The next Rochester Storytellers Night hosted by the Democrat and Chronicle features compelling accounts of how so many of us pursue growth through competition and activity of all sorts, whether it be on a playing field or a game board.

The Wednesday, June 21, show starts at 7 p.m. at Comedy@The Carlson, 50 Carlson Road. Doors open at 6 p.m.

Tickets are on sale now at The cost is $12; a limited number of discounted tickets are available for $8.

Food and drink will be available for sale. The venue and bathrooms are wheelchair accessible. Free parking is available in a lot across the street.

Jerremy Lorch's coffee table was stacked with books to prepare for a planned hike on the Appalachian trail. He played softball and rode a motorcycle. That's until he broke his neck in a diving accident in 2009.

As Lorch moved forward with his life after his injury, he looked for ways to participate in sports, but he didn't take to wheelchair basketball and a wheelchair 5K was "torturous." A movie called Murderball would intrigue him to try something new and satisfyingly competitive.

Lorch, 45, lives in Pittsford, and is a founder of the WNY Wreckers wheelchair rugby team.

Clark King started playing board games like Candyland and Uncle Wiggily as a young child in the 1940s. While some people grow out of board games, King never did.

King will talk about how a trip inspired by an article in Yankee Magazine set off a course of events that would change his life and help ensure a harmonious marriage.

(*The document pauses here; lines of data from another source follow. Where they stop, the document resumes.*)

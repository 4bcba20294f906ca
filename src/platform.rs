// SPDX-FileCopyrightText: 2025 Jason Pena <jasonpena@awkless.com>
// SPDX-License-Identifier: MIT

//! Platform adapters.
//!
//! A __platform adapter__ is the only part of devsync that talks to the runtime
//! hosting a component. Every target platform implements the same
//! [`PlatformAdapter`] capability set, and the adapter is picked exactly once
//! from a [`PlatformContext`] when a pipeline is constructed. Nothing
//! downstream of [`adapter_for`] branches on platform identity again.
//!
//! # Platforms
//!
//! - __Cluster__: components run as a deployment in a namespace of a cluster
//!   orchestrator, driven through its command line client.
//! - __Local engine__: components run as labelled containers sharing a named
//!   volume on a local container engine.
//!
//! Both platforms share the same [`Adapter`] logic for file transfer, command
//! execution, and log streaming. They only differ in their [`Runtime`], i.e.,
//! how a component is provisioned, entered, observed, and torn down.
//!
//! # Concurrency
//!
//! Adapters provide no locking of their own. Callers must not run more than one
//! push session against the same component at a time.

pub mod adapter;
pub mod cluster;
pub mod local;
pub mod shell;
pub mod stream;

pub use adapter::{Adapter, LifecycleAction, TransferSummary};
pub use cluster::ClusterRuntime;
pub use local::LocalEngineRuntime;
pub use shell::{HostShell, LineSource, Shell, ShellOutput};
pub use stream::{LogCanceller, LogStream, StatusEvent, StatusStream};

use crate::{command::ResolvedCommand, config::EngineConfig, descriptor::Descriptor, push::PushSession};

use std::{collections::BTreeMap, io::Write, sync::Arc, time::Duration};

/// Label naming the component a remote resource belongs to.
pub const INSTANCE_LABEL: &str = "app.kubernetes.io/instance";

/// Label marking remote resources as managed by devsync.
pub const MANAGED_BY_LABEL: &str = "app.kubernetes.io/managed-by";

/// Opaque selector of the platform a component runs on.
#[derive(Debug, Clone, PartialEq, Eq)]
pub enum PlatformContext {
    Cluster(ClusterContext),
    LocalEngine(LocalEngineContext),
}

/// Cluster platform context.
#[derive(Debug, Clone, PartialEq, Eq)]
pub struct ClusterContext {
    pub namespace: String,
}

/// Local container engine context.
#[derive(Debug, Clone, Copy, PartialEq, Eq)]
pub struct LocalEngineContext;

/// Labels identifying remote resources of one component.
#[derive(Debug, Clone, Default, PartialEq, Eq)]
pub struct Labels(BTreeMap<String, String>);

impl Labels {
    /// Standard labels of a component.
    pub fn for_component(name: &str) -> Self {
        let mut labels = BTreeMap::new();
        labels.insert(INSTANCE_LABEL.to_string(), name.to_string());
        labels.insert(MANAGED_BY_LABEL.to_string(), "devsync".to_string());
        Self(labels)
    }

    pub fn insert(&mut self, key: impl Into<String>, value: impl Into<String>) {
        self.0.insert(key.into(), value.into());
    }

    pub fn iter(&self) -> impl Iterator<Item = (&String, &String)> {
        self.0.iter()
    }

    /// Label selector, e.g., "a=b,c=d".
    pub fn selector(&self) -> String {
        self.0
            .iter()
            .map(|(key, value)| format!("{key}={value}"))
            .collect::<Vec<_>>()
            .join(",")
    }

    pub fn as_map(&self) -> &BTreeMap<String, String> {
        &self.0
    }
}

/// Component an adapter operates on.
#[derive(Debug, Clone)]
pub struct ComponentTarget {
    pub name: String,
    pub descriptor: Arc<Descriptor>,
    pub labels: Labels,
}

impl ComponentTarget {
    pub fn new(descriptor: Arc<Descriptor>) -> Self {
        let name = descriptor.name().to_string();
        Self {
            labels: Labels::for_component(&name),
            name,
            descriptor,
        }
    }
}

/// Capabilities every target platform provides.
pub trait PlatformAdapter: Send + Sync {
    /// Name of the platform, for logs.
    fn name(&self) -> &'static str;

    /// Make sure the component runs, then copy added and modified files of the
    /// session delta into it, and remove deleted ones.
    ///
    /// An empty delta transfers nothing.
    fn sync_files(&self, session: &PushSession) -> Result<TransferSummary>;

    /// Build, and (re)start the run or debug command of the session.
    ///
    /// `changed` tells whether the preceding transfer changed anything.
    fn run_lifecycle(&self, session: &PushSession, changed: bool) -> Result<Vec<LifecycleAction>>;

    /// Transfer session delta, and trigger its lifecycle commands.
    ///
    /// Safe to call repeatedly with an empty delta.
    fn push(&self, session: &PushSession) -> Result<()> {
        let summary = self.sync_files(session)?;
        self.run_lifecycle(session, !summary.is_empty())?;
        Ok(())
    }

    /// Run arbitrary command inside the component.
    ///
    /// Combined output is streamed into `output` line by line. A non-zero exit
    /// is reported as [`PlatformError::Exec`].
    fn exec(&self, command_line: &str, output: &mut dyn Write) -> Result<()>;

    /// Stream log lines of a run or debug command.
    ///
    /// Without `follow` the stream ends with the current log. With `follow`
    /// it only ends once cancelled.
    fn log(&self, follow: bool, command: &ResolvedCommand) -> Result<LogStream>;

    /// Tear down every remote resource matching `labels`.
    ///
    /// With `wait`, block until the platform confirms removal, or fail with
    /// [`PlatformError::DeleteTimeout`].
    fn delete(&self, labels: &Labels, show_progress: bool, wait: bool) -> Result<()>;

    /// Resolve and run a test command.
    fn test(&self, command_name: Option<&str>, show_progress: bool) -> Result<()>;

    /// Observe remote status changes.
    ///
    /// Platforms that cannot observe remote state return a closed stream.
    fn watch_remote_status(&self) -> Result<StatusStream>;
}

/// Construct platform adapter selected by `context`.
pub fn adapter_for(
    context: &PlatformContext,
    config: &EngineConfig,
    target: ComponentTarget,
) -> Box<dyn PlatformAdapter> {
    let timeout = config.push.timeout();
    match context {
        PlatformContext::Cluster(cluster) => Box::new(Adapter::new(
            ClusterRuntime::new(&config.settings.cluster_binary, &cluster.namespace, timeout),
            HostShell,
            target,
            timeout,
        )),
        PlatformContext::LocalEngine(_) => Box::new(Adapter::new(
            LocalEngineRuntime::new(&config.settings.engine_binary),
            HostShell,
            target,
            timeout,
        )),
    }
}

/// Component lifecycle on one concrete platform.
///
/// Provides everything [`Adapter`] cannot express generically.
pub trait Runtime: Send + Sync {
    fn name(&self) -> &'static str;

    /// Provision component if missing, and wait until it runs.
    ///
    /// Returns `true` if the component was created or replaced, i.e., it
    /// holds no previously synchronized files.
    fn ensure_running(&self, shell: &dyn Shell, target: &ComponentTarget) -> Result<bool>;

    /// Program and arguments that run `script` with `sh -c` in a container.
    ///
    /// With `interactive`, standard input is attached.
    fn exec_argv(
        &self,
        shell: &dyn Shell,
        target: &ComponentTarget,
        container: &str,
        interactive: bool,
        script: &str,
    ) -> Result<(String, Vec<String>)>;

    /// Request removal of every resource matching `labels`.
    fn delete(&self, shell: &dyn Shell, target: &ComponentTarget, labels: &Labels) -> Result<()>;

    /// Count resources matching `labels` that still exist.
    fn remaining(&self, shell: &dyn Shell, labels: &Labels) -> Result<usize>;

    /// Stream remote status changes.
    fn status_stream(&self, shell: &dyn Shell, labels: &Labels) -> Result<StatusStream>;
}

/// Run program through shell, and fail unless it exits successfully.
pub(crate) fn checked_output(
    shell: &dyn Shell,
    program: &str,
    args: &[String],
    stdin: Option<&[u8]>,
) -> Result<ShellOutput> {
    let output = shell
        .output(program, args, stdin)
        .map_err(|err| PlatformError::Syscall {
            source: err,
            program: program.to_string(),
        })?;

    if !output.success() {
        return Err(PlatformError::Exec {
            command: format!("{program} {}", args.join(" ")),
            exit_code: output.code,
            output: output.combined(),
        });
    }

    Ok(output)
}

/// Convert arguments into owned strings.
pub(crate) fn argv<const N: usize>(args: [&str; N]) -> Vec<String> {
    args.iter().map(ToString::to_string).collect()
}

/// Platform error types.
#[derive(Debug, thiserror::Error)]
pub enum PlatformError {
    /// Command exited unsuccessfully.
    #[error("command {command:?} failed with exit code {}:\n{output}", exit_code.map_or("none".to_string(), |code| code.to_string()))]
    Exec {
        command: String,
        exit_code: Option<i32>,
        output: String,
    },

    /// Files could not be packed for transfer.
    #[error("failed to pack {path:?} for transfer")]
    Transfer {
        #[source]
        source: std::io::Error,
        path: String,
    },

    /// Remote resources were still present after waiting for removal.
    #[error("resources matching {selector:?} still present after {waited:?}")]
    DeleteTimeout { selector: String, waited: Duration },

    /// Component is not running on the platform.
    #[error("component {component:?} is not running: {reason}")]
    ComponentNotRunning { component: String, reason: String },

    /// Descriptor declares no container to operate in.
    #[error("component {component:?} declares no container")]
    NoContainer { component: String },

    /// Command to run could not be resolved.
    #[error(transparent)]
    Resolve(#[from] crate::command::ResolveError),

    /// Shell word cannot be quoted.
    #[error(transparent)]
    Quote(#[from] shlex::QuoteError),

    /// External program could not be spawned.
    #[error("failed to run {program:?}")]
    Syscall {
        #[source]
        source: std::io::Error,
        program: String,
    },

    /// Generated manifest cannot be serialized.
    #[error(transparent)]
    Manifest(#[from] serde_json::Error),

    /// Style template cannot be set for progress bars.
    #[error(transparent)]
    IndicatifStyleTemplate(#[from] indicatif::style::TemplateError),
}

impl PlatformError {
    /// Stable machine-readable name of this error.
    pub fn error_kind(&self) -> &'static str {
        match self {
            Self::Exec { .. } => "exec",
            Self::Transfer { .. } => "transfer",
            Self::DeleteTimeout { .. } => "delete_timeout",
            Self::Resolve(err) => err.error_kind(),
            _ => "platform",
        }
    }

    /// Exit code of a failed command, if any.
    pub fn exit_code(&self) -> Option<i32> {
        match self {
            Self::Exec { exit_code, .. } => *exit_code,
            _ => None,
        }
    }
}

/// Friendly result alias :3
pub type Result<T, E = PlatformError> = std::result::Result<T, E>;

King, 81, is a lifelong resident of Fairport and served as the village's mayor for 18 years. He worked at Kodak for 26 years and for the United Way for 21. He serves on the advisory committee at the National Toy Hall of Fame at the Strong National Museum of Play.

Webster Schroeder student and track athlete Camryn Cole's dad played a pivotal role in her journey as an athlete. Cole, a state record holder in both the indoor and outdoor high jump, says her father consistently showed "unwavering support and belief in me. In every competition, he stood by my side, acting as my biggest supporter and never letting me lose sight of my potential, even during times when I struggled to find my rhythm."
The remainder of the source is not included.